3
$\begingroup$

Let $f:\mathbb{R}^n\rightarrow\mathbb{R}$ be convex and $\nabla f$ lipschitz, i.e., $\|\nabla f(x)-\nabla f(y)\|\le L\|x-y\|$. Show that $\|\nabla f(x)-\nabla f(y)\|^2\le L[\nabla f(x)-\nabla f(y)]\cdot(x-y)$.

If $n=1$ it is easy since I just make use of the definition of the absolute value so I tried something similar for $n>1$ making use of the equality $$[\nabla f(x)-\nabla f(y)]\cdot(x-y)=\|\nabla f(x)-\nabla f(y)\|\|x-y\|\cos\theta$$

Then, since $f$ is convex and differentiable I know that $f(y)\ge f(x)+\nabla f(x)\cdot(y-x)$ and $[\nabla f(x)-\nabla f(y)]\cdot (x-y)\ge0$.

But I end up with $$L\cos\theta\ge\frac{\|\nabla f(x)-\nabla f(y)\|}{\|x-y\|}$$ wich I don't know if it's true.

  • 0
    Use $x_0=x, x_1, \ldots, x_n=y$ where each $x_k-x_{k-1}$ is a multiple of the $k$th standard basis vector.

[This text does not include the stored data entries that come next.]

#[cfg(test)]
mod tests {
    use super::*;
    use rstest::rstest;

    fn engine() -> ScoringEngine {
        ScoringEngine::new(ScoringConfig::default())
    }

    #[test]
    fn default_weights_validate() {
        assert!(DimensionWeights::default().validate().is_ok());
    }

    #[test]
    fn unbalanced_weights_fail_validation() {
        let weights = DimensionWeights {
            buzz: 0.5,
            ..DimensionWeights::default()
        };
        assert!(weights.validate().is_err());

        let out_of_range = DimensionWeights {
            buzz: 1.5,
            vision: -0.5,
            ..DimensionWeights::default()
        };
        assert!(out_of_range.validate().is_err());
    }

    #[rstest]
    #[case(95, 1.0)]
    #[case(90, 1.0)]
    #[case(89, 0.9)]
    #[case(70, 0.9)]
    #[case(69, 0.7)]
    #[case(0, 0.7)]
    fn confidence_tiers_map_to_multipliers(#[case] level: u8, #[case] expected: f64) {
        assert!((engine().confidence_multiplier(level) - expected).abs() < f64::EPSILON);
    }

    #[rstest]
    #[case(Some("curated_list"), 1.2)]
    #[case(Some("official_blog"), 1.15)]
    #[case(Some("techcrunch"), 1.1)]
    #[case(Some("product_hunt"), 1.05)]
    #[case(Some("reddit_ai"), 0.8)]
    #[case(Some("hn_showhn"), 0.85)]
    #[case(Some("github_trending"), 1.0)]
    #[case(None, 1.0)]
    fn source_multipliers_match_provenance(
        #[case] source: Option<&str>,
        #[case] expected: f64,
    ) {
        assert!((engine().source_multiplier(source) - expected).abs() < f64::EPSILON);
    }

    #[test]
    fn curated_tool_without_telemetry_gets_floored_dimensions() {
        let mut tool = ToolRecord::new("Claude");
        tool.tracking_versions = true;

        engine().score_record(&mut tool, Utc::now());

        let floor = ScoringConfig::default().curated_floor;
        assert!(tool.buzz_score.unwrap() >= floor);
        assert!(tool.vision.unwrap() >= floor);
        assert!(tool.ability.unwrap() >= floor);
        // Buzz has no evidence; its baseline does not exceed the floor.
        assert!((tool.buzz_score.unwrap() - floor).abs() < f64::EPSILON);
    }

    #[test]
    fn uncurated_tool_gets_no_floor() {
        let mut tool = ToolRecord::new("RandomTool");
        engine().score_record(&mut tool, Utc::now());

        // Ability baseline (40) is below the curated floor and stays there.
        assert!(tool.ability.unwrap() < ScoringConfig::default().curated_floor);
    }

    #[test]
    fn maturity_adjustment_is_additive_after_multipliers() {
        let config = ScoringConfig::default();
        let engine = ScoringEngine::new(config.clone());

        let mut plain = ToolRecord::new("Tool");
        plain.confidence_level = Some(95);
        engine.score_record(&mut plain, Utc::now());

        let mut beta = ToolRecord::new("Tool");
        beta.confidence_level = Some(95);
        beta.status = Some("beta".to_string());
        engine.score_record(&mut beta, Utc::now());

        // Identical base and multipliers; only the beta penalty differs.
        // (ability differs slightly because status is ability evidence, so
        // compare the scoring metadata instead.)
        assert_eq!(
            beta.scoring.as_ref().unwrap().maturity_adjustment,
            config.maturity.beta
        );
        assert_eq!(plain.scoring.as_ref().unwrap().maturity_adjustment, 0.0);
    }

    #[test]
    fn beta_word_boundary_does_not_match_substrings() {
        let engine = engine();
        let mut tool = ToolRecord::new("Betaworks Studio");
        tool.description = Some("An established venture studio".to_string());

        let (adjustment, penalties, _) = engine.maturity_adjustment(&tool);
        assert_eq!(adjustment, 0.0);
        assert!(penalties.is_empty());
    }

    #[test]
    fn final_score_formula_matches_hand_computation() {
        let config = ScoringConfig::default();
        let engine = ScoringEngine::new(config);

        let mut tool = ToolRecord::new("Windsurf");
        tool.source = Some("curated".to_string());
        tool.tracking_versions = true;
        tool.confidence_level = Some(80);
        engine.score_record(&mut tool, Utc::now());

        let base = tool.base_score.unwrap();
        let expected = (base * 0.9 * 1.2).clamp(0.0, 100.0);
        assert!((tool.final_score.unwrap() - round2(expected)).abs() < 0.01);
    }

    #[test]
    fn score_catalog_orders_descending() {
        let engine = engine();

        let mut strong = ToolRecord::new("Strong");
        strong.tracking_versions = true;
        strong.source = Some("curated".to_string());
        strong.confidence_level = Some(95);
        strong.signals.github_stars = 100_000;
        strong.signals.trending = true;

        let mut weak = ToolRecord::new("Weak");
        weak.source = Some("reddit".to_string());
        weak.confidence_level = Some(30);

        let mut catalog = vec![weak, strong];
        engine.score_catalog(&mut catalog, Utc::now());

        assert_eq!(catalog[0].name, "Strong");
        assert!(catalog[0].final_score.unwrap() > catalog[1].final_score.unwrap());
    }

    #[test]
    fn scoring_attaches_quadrant_and_metadata() {
        let mut tool = ToolRecord::new("Claude");
        tool.tracking_versions = true;
        tool.source = Some("curated".to_string());

        engine().score_record(&mut tool, Utc::now());

        assert!(tool.quadrant.is_some());
        let meta = tool.scoring.unwrap();
        assert!((meta.source_multiplier - 1.2).abs() < f64::EPSILON);
        assert!(meta.bonuses.iter().any(|b| b.contains("trusted source")));
    }
}
use std::fs;
use std::path::PathBuf;

use anyhow::Context;
use chrono::Utc;
use clap::{Parser, Subcommand};
use tracing::info;
use tracing_subscriber::EnvFilter;

use toolradar::catalog::store;
use toolradar::config::{self, TrackerConfig};
use toolradar::pipeline::Pipeline;
use toolradar::scoring::engine::ScoringEngine;

#[derive(Parser)]
#[command(name = "toolradar")]
#[command(version, about = "Catalog reconciliation and scoring for tracked AI tools")]
struct Cli {
    /// Path to a JSON configuration file
    #[arg(long, global = true)]
    config: Option<PathBuf>,

    #[command(subcommand)]
    command: Command,
}

#[derive(Subcommand)]
enum Command {
    /// Run one full pass: resolve, enrich, reconcile, score
    Run {
        /// Existing catalog file (created if absent)
        #[arg(long, default_value = "catalog.json")]
        catalog: PathBuf,

        /// Candidate records discovered by upstream scrapers
        #[arg(long, default_value = "candidates.json")]
        candidates: PathBuf,

        /// Directory receiving the version log of this pass
        #[arg(long, default_value = "logs")]
        log_dir: PathBuf,
    },
    /// Recompute scores for the existing catalog without enrichment
    Rescore {
        #[arg(long, default_value = "catalog.json")]
        catalog: PathBuf,
    },
}

fn init_logging() -> anyhow::Result<tracing_appender::non_blocking::WorkerGuard> {
    let log_path = config::log_path();
    if let Some(parent) = log_path.parent() {
        fs::create_dir_all(parent)?;
    }

    let log_dir = log_path
        .parent()
        .map(|p| p.to_path_buf())
        .unwrap_or_else(|| PathBuf::from("."));
    let file_name = log_path
        .file_name()
        .map(|n| n.to_os_string())
        .unwrap_or_else(|| "toolradar.log".into());
    let file_appender = tracing_appender::rolling::never(log_dir, file_name);
    let (writer, guard) = tracing_appender::non_blocking(file_appender);

    tracing_subscriber::fmt()
        .with_env_filter(
            EnvFilter::try_from_default_env().unwrap_or_else(|_| EnvFilter::new("info")),
        )
        .with_writer(writer)
        .with_ansi(false)
        .init();

    Ok(guard)
}

fn main() -> anyhow::Result<()> {
    let cli = Cli::parse();
    let _guard = init_logging()?;

    let config = TrackerConfig::load(cli.config.as_deref()).context("loading configuration")?;

    match cli.command {
        Command::Run {
            catalog,
            candidates,
            log_dir,
        } => tokio::runtime::Builder::new_multi_thread()
            .enable_all()
            .build()?
            .block_on(run(config, catalog, candidates, log_dir)),
        Command::Rescore { catalog } => rescore(config, catalog),
    }
}

async fn run(
    config: TrackerConfig,
    catalog_path: PathBuf,
    candidates_path: PathBuf,
    log_dir: PathBuf,
) -> anyhow::Result<()> {
    let now = Utc::now();

    let document = store::load_catalog(&catalog_path).context("loading catalog")?;
    let candidates = store::load_candidates(&candidates_path).context("loading candidates")?;

    let data_dir = config::data_dir();
    fs::create_dir_all(&data_dir).context("creating data directory")?;

    let pipeline = Pipeline::with_defaults(config).context("initializing pipeline")?;
    let outcome = pipeline.run_pass(document.tools, candidates, now).await;

    let metadata = store::CatalogMetadata {
        last_updated: Some(now),
        total_tools: outcome.catalog.len(),
        new_tools_count: outcome.version_log.new_tools.len(),
        updated_tools_count: outcome.version_log.major_updates.len()
            + outcome.version_log.minor_updates.len(),
    };
    store::save_catalog(
        &catalog_path,
        &store::CatalogDocument {
            metadata: metadata.clone(),
            tools: outcome.catalog,
        },
    )
    .context("saving catalog")?;

    let log_path = log_dir.join(format!("versions_{}.json", now.format("%Y%m%d_%H%M%S")));
    store::save_report(&log_path, &outcome.version_log).context("saving version log")?;

    // Operator summary: actual outcomes, including degraded ones.
    info!("=== pass summary ===");
    info!(
        "tools: {} | new: {} | major: {} | minor: {} | candidates rejected: {}",
        metadata.total_tools,
        outcome.version_log.new_tools.len(),
        outcome.version_log.major_updates.len(),
        outcome.version_log.minor_updates.len(),
        outcome.rejected_candidates,
    );
    info!(
        "versions: {} tracked, {} updated, {} need analysis",
        outcome.tracking.total,
        outcome.tracking.updated.len(),
        outcome.tracking.needs_analysis.len(),
    );
    info!(
        "cost: {} cache hits, {} free, {}/{} paid, saved ${:.4}, spent ${:.4}",
        outcome.cost.cache_hits,
        outcome.cost.free_enriched,
        outcome.cost.paid_used,
        outcome.cost.paid_needed,
        outcome.cost.cost_saved,
        outcome.cost.cost_spent,
    );

    Ok(())
}

fn rescore(config: TrackerConfig, catalog_path: PathBuf) -> anyhow::Result<()> {
    let now = Utc::now();

    let mut document = store::load_catalog(&catalog_path).context("loading catalog")?;
    if document.tools.is_empty() {
        info!("catalog is empty, nothing to rescore");
        return Ok(());
    }

    let engine = ScoringEngine::new(config.scoring);
    for tool in document.tools.iter_mut() {
        tool.clear_scores();
    }
    engine.score_catalog(&mut document.tools, now);

    document.metadata.last_updated = Some(now);
    document.metadata.total_tools = document.tools.len();
    store::save_catalog(&catalog_path, &document).context("saving catalog")?;

    info!("rescored {} tools", document.metadata.total_tools);
    Ok(())
}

And use that $g$ is increasing2017-02-27
  • 0
    I've been trying that for a while but no results2017-02-28

2 Answers 2

2

I am sorry but I don't understand if KeD's answer is supposed to prove or disprove the inequality. The result is true but the proof is not easy. The one I know uses the Fenchel-Young inequality, which says that $$ f(x)+f^{\ast}(y)\geq x\cdot y $$ for all $x,y\in\mathbb{R}^{N}$, where $f^{\ast}$is the conjugate of $f$, that is, $f^{\ast}(y):=\sup\{z\cdot y-f(z):\,z\in\mathbb{R}^{N}\}$, $z\in \mathbb{R}^{N}$. Equality holds in the Fenchel-Young inequality if and only if $y\in\partial f(x)$, where $\partial f(x)$ is the subdifferential. Note that, since $f$ is differentiable, $\partial f(x)$ is the singleton $\{\nabla f(x)\}$, so equality holds in the Fenchel-Young inequality if and only if $y=\nabla f(x)$, that is, $f(x)+f^{\ast}(\nabla f(x))=x\cdot\nabla f(x)$.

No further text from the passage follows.